Wednesday, June 10, 2009

I’ve come to the conclusion that TTC sucks. Well, it does. This cycle wasn’t as bad emotionally as some of the past ones though. I got the same negative pregnancy test that I have for a million years and it didn’t shake me up too much this time around. Thank you to all who have been praying for us. I’m sure that’s what has kept me from going off the deep end. We’re going to be taking a break from meds for a couple months because of moving (and yes, I’m procrastinating getting moving stuff done right now actually). I get to go through the referral process all over again which means I have to get an appt with my primary care doc then find an RE and get a consult, which by the way, takes for-stinkin’-ever. I still don’t have my records from this RE and frankly, I don’t care. Hopefully they make it to AZ someday but right now I’m content NOT seeing an RE for a while. The 100 mile trek to Tucson three times a week freaks me out a bit as does the logistics of shots and timing IVF with Dh’s work schedule. Ekk, I don’t even want to think about it yet. I’ll take my two months of “rest” thank you.

This time moving seems somewhat less complicated than a year ago. IVF really messed things up last time. For those of you who don’t know the story, I feel like sharing it right now. If you know it, you can skip to the end and just look at the pictures.

I was heading into my forth cycle of doing IUI (Intrauterine insemination) and I started feeling ovulation pains on CD6. When I went into my CD8 u/s I had 20 follicles between 14-16mm each. I was glad to know that my pain was justified but I was not expecting 20 follicles! I was just hoping for two. The previous three cycles I only produced one follicle each time. I literally had 10 minutes to decide if we (Dh and I that is) wanted to do IVF or cancel the entire cycle. In a panic, I was on the phone trying to talk to Dh at work (who I think was in a meeting) to figure out what to do. After we agreed to proceed, my meds were quadrupled and I had to do injections to stop me from ovulating on my own. My egg retrieval surgery was scheduled 6 days before we physically drove out of Idaho. What in the world was I thinking?? The actual surgery wasn’t too bad. They took out 20 follicles and 17 of them contained eggs. Of those 17, 12 fertilized but only five survived to be implanted back into me. I had three embryos put back in three days after my surgery and had the other two frozen for later use. I had to be on bed rest for 3 days after the implantation all while watching movers pack up my house from my inflatable bed. Yeah, boy was that fun…Ahh the sound of packing tape in the morning. My wonderful, dear mother came out to help and to drive me from Idaho to Kansas since I was so sick from the meds that I could barely sit up. Oh and did I mention that my husband had to go to Vegas the entire time? Looking back, I should have cancelled the cycle to take off the stress and kept the money for an IVF cycle that didn’t involve moving across the country. To think that I want to do it all over again once we move is daunting but I know it’s our best (and possibly last) chance at having a child biologically.
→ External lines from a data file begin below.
use std::collections::HashMap;

use commit_graph_protocol::{CommitRecord, SharedStr};
use thiserror::Error;

/// The `git log --format` string [`parse_git_log`] understands.
///
/// One record per commit, fields separated by the ASCII unit separator and
/// records terminated by the record separator: full hash, parent hashes,
/// author name, author timestamp, ref decorations, subject.
pub const GIT_LOG_FORMAT: &str = "%H%x1f%P%x1f%an%x1f%at%x1f%D%x1f%s%x1e";

const FIELD_SEP: char = '\u{1f}';
const RECORD_SEP: char = '\u{1e}';

#[derive(Debug, Error)]
pub enum GitLogParseError {
    #[error("record {record}: missing field `{field}`")]
    MissingField { record: usize, field: &'static str },
    #[error("record {record}: invalid timestamp `{value}`")]
    InvalidTimestamp { record: usize, value: String },
}

/// Parse `git log --format=<GIT_LOG_FORMAT>` output, newest first.
///
/// Branch labels come from each tip's decorations and are then carried
/// down the first-parent chain (see [`propagate_branch_labels`]).
///
/// Authors and subjects are not guaranteed to be UTF-8. Invalid bytes are
/// replaced with U+FFFD; the separators are ASCII, so record boundaries
/// survive decoding.
pub fn parse_git_log(data: &[u8]) -> Result<Vec<CommitRecord>, GitLogParseError> {
    let text = String::from_utf8_lossy(data);
    let mut commits = Vec::new();

    for (record, raw) in text.split(RECORD_SEP).enumerate() {
        let raw = raw.trim_start_matches(['\n', '\r']);
        if raw.trim().is_empty() {
            continue;
        }

        let mut fields = raw.split(FIELD_SEP);
        let mut next = |field: &'static str| {
            fields
                .next()
                .ok_or(GitLogParseError::MissingField { record, field })
        };

        let id = next("hash")?.trim();
        if id.is_empty() {
            return Err(GitLogParseError::MissingField {
                record,
                field: "hash",
            });
        }
        let parents = next("parents")?;
        let author = next("author")?;
        let timestamp = next("timestamp")?.trim();
        let decorations = next("decorations")?;
        let subject = next("subject")?;

        let timestamp = timestamp
            .parse::<i64>()
            .map_err(|_| GitLogParseError::InvalidTimestamp {
                record,
                value: timestamp.to_string(),
            })?;

        commits.push(CommitRecord {
            id: SharedStr::from(id),
            message: subject.trim_end().to_string(),
            author: author.to_string(),
            timestamp,
            parent_ids: parents.split_whitespace().map(SharedStr::from).collect(),
            branch_label: branch_from_decorations(decorations),
        });
    }

    propagate_branch_labels(&mut commits);
    Ok(commits)
}

/// First branch named in a `%D` decoration list.
///
/// `HEAD -> main, origin/main, tag: v1` yields `main`. Tags and a bare
/// detached `HEAD` are skipped.
pub fn branch_from_decorations(decorations: &str) -> Option<String> {
    decorations
        .split(',')
        .map(str::trim)
        .filter(|d| !d.is_empty() && !d.starts_with("tag:") && *d != "HEAD")
        .map(|d| d.strip_prefix("HEAD -> ").unwrap_or(d))
        .map(str::to_string)
        .next()
}

/// Carry each label down its commit's first-parent chain, stopping at the
/// first commit that already has a label.
///
/// Only parents listed below the child are followed, so malformed input with
/// cycles cannot loop.
pub fn propagate_branch_labels(commits: &mut [CommitRecord]) {
    let rows: HashMap<SharedStr, usize> = commits
        .iter()
        .enumerate()
        .map(|(row, c)| (c.id.clone(), row))
        .collect();

    for row in 0..commits.len() {
        let Some(label) = commits[row].branch_label.clone() else {
            continue;
        };
        let mut current = row;
        while let Some(parent) = commits[current].primary_parent()
            && let Some(&parent_row) = rows.get(parent)
            && parent_row > current
            && commits[parent_row].branch_label.is_none()
        {
            commits[parent_row].branch_label = Some(label.clone());
            current = parent_row;
        }
    }
}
Here is a picture of our two beautiful babies right before the FET (Frozen Embryo Transfer) 8 days past conception:
And a picture of my medicine box. I know you can't really see how big it is but I tried! (It's about 1 1/2 feet tall!)


3 comments:

Jake said...

Hey... glad I found your blog...

We are praying this would be a great time of rest for you both physically and emotionally and a chance to intentionally renew your time with each other during the move and with the Lord as you continue to seek to Trust Him more!

we love you from North Dakota...

Jake (for the whole family)

p.s. can you explain to me the meaning of "Dh"? I am guessing it refers to your handsome stud-husband but just wondering...

Angie said...

Hey Jake.

Yep, Dh means "dear husband." For some reason he doesn't want me using his name in the blog world. :)

Jake said...

ah yes... national security and all that... gotcha!